How’s 2021 going? Twitter Sentiment Analysis (NLP)
An NLP Data Science project to find out how people feel about 2021.
After 2020 turned out to be a disaster, we’ve all been looking forward to 2021 with hope. I decided to perform a Twitter Sentiment Analysis to find out if the new year is treating us well. Within a few hours I was able to scrape 37,621 tweets, using the following phrases as a search query:
- “2021 is”
- “2021 will”
- “This year”
With this project I wanted to get familiar with the Natural Language Processing (NLP) techniques and answer the following questions:
- What are the most common words people use to describe 2021?
- What is the number of tweets with positive, negative and neutral sentiment?
- What are the most common words used in positive, neutral and negative tweets?
- What are the most liked and retweeted posts?
In this article, I’d like to share my findings. If you’d like to look into my source code or get the .csv file with mined tweets, please visit my GitHub.
Tools and workflow
This diagram shows the project flow:
The tools used include Tweepy (for mining tweets), Pandas (for data cleaning/wrangling), Tweet Preprocessor (for rapid tweet cleaning), NLTK (for tokenization, stopwords removal and POS tagging), Plotly, Matplotlib and Word Cloud (for visualization). You can check the remaining built-in libraries and detailed explanations in my source code on GitHub.
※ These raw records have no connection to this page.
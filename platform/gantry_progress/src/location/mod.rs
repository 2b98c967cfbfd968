//! Views of problem locations.
//!
//! Every internal location maps to one of three stable shapes. The mapping
//! picks the most specific shape a location qualifies for:
//! 1. line-in-file: path, line, column, length
//! 2. any other file location: path
//! 3. anything else: display name only
//!
//! New internal variants must be slotted into one of these shapes; the
//! external shape does not grow with the internal model.

use gantry_problems::{FileLocation, OffsetInFileLocation, ProblemLocation};
use serde::Serialize;

/// External view of a [`ProblemLocation`].
///
/// Every view has a display name: the location's string form.
#[derive(Clone, Debug, PartialEq, Eq, Hash, Serialize)]
#[serde(tag = "kind")]
pub enum LocationView<'p> {
    #[serde(rename = "generic", rename_all = "camelCase")]
    Generic { display_name: String },
    #[serde(rename = "file", rename_all = "camelCase")]
    File { display_name: String, path: &'p str },
    #[serde(rename = "lineInFile", rename_all = "camelCase")]
    LineInFile {
        display_name: String,
        path: &'p str,
        line: u32,
        #[serde(skip_serializing_if = "Option::is_none")]
        column: Option<u32>,
        #[serde(skip_serializing_if = "Option::is_none")]
        length: Option<u32>,
    },
}

impl<'p> LocationView<'p> {
    pub(crate) fn new(location: &'p ProblemLocation) -> Self {
        let display_name = location.to_string();
        match location {
            ProblemLocation::LineInFile(line) => LocationView::LineInFile {
                display_name,
                path: line.path.as_str(),
                line: line.line,
                column: line.column,
                length: line.length,
            },
            ProblemLocation::File(FileLocation { path })
            | ProblemLocation::OffsetInFile(OffsetInFileLocation { path, .. }) => {
                LocationView::File {
                    display_name,
                    path: path.as_str(),
                }
            }
            ProblemLocation::TaskPath(_) | ProblemLocation::PluginId(_) => {
                LocationView::Generic { display_name }
            }
        }
    }

    pub fn display_name(&self) -> &str {
        match self {
            LocationView::Generic { display_name }
            | LocationView::File { display_name, .. }
            | LocationView::LineInFile { display_name, .. } => display_name.as_str(),
        }
    }

    /// The file path; `None` for generic locations.
    pub fn path(&self) -> Option<&'p str> {
        match self {
            LocationView::File { path, .. } | LocationView::LineInFile { path, .. } => Some(*path),
            LocationView::Generic { .. } => None,
        }
    }

    /// The 1-based line; only line-in-file locations have one.
    pub fn line(&self) -> Option<u32> {
        match self {
            LocationView::LineInFile { line, .. } => Some(*line),
            LocationView::Generic { .. } | LocationView::File { .. } => None,
        }
    }

    pub fn column(&self) -> Option<u32> {
        match self {
            LocationView::LineInFile { column, .. } => *column,
            LocationView::Generic { .. } | LocationView::File { .. } => None,
        }
    }

    pub fn length(&self) -> Option<u32> {
        match self {
            LocationView::LineInFile { length, .. } => *length,
            LocationView::Generic { .. } | LocationView::File { .. } => None,
        }
    }
}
I used a Python library Tweepy to build a tweets dataset from scratch. Tweepy works with Twitter API and in order to use it, you need to start a Twitter developer account. That’s how you can get a unique consumer key/access code that you need to access the Twitter data. Tweepy is a pretty straightforward library to use, however scraping tweets can be slow due to the new mining limits which Twitter imposed through their API. That’s why Tweepy introduced the…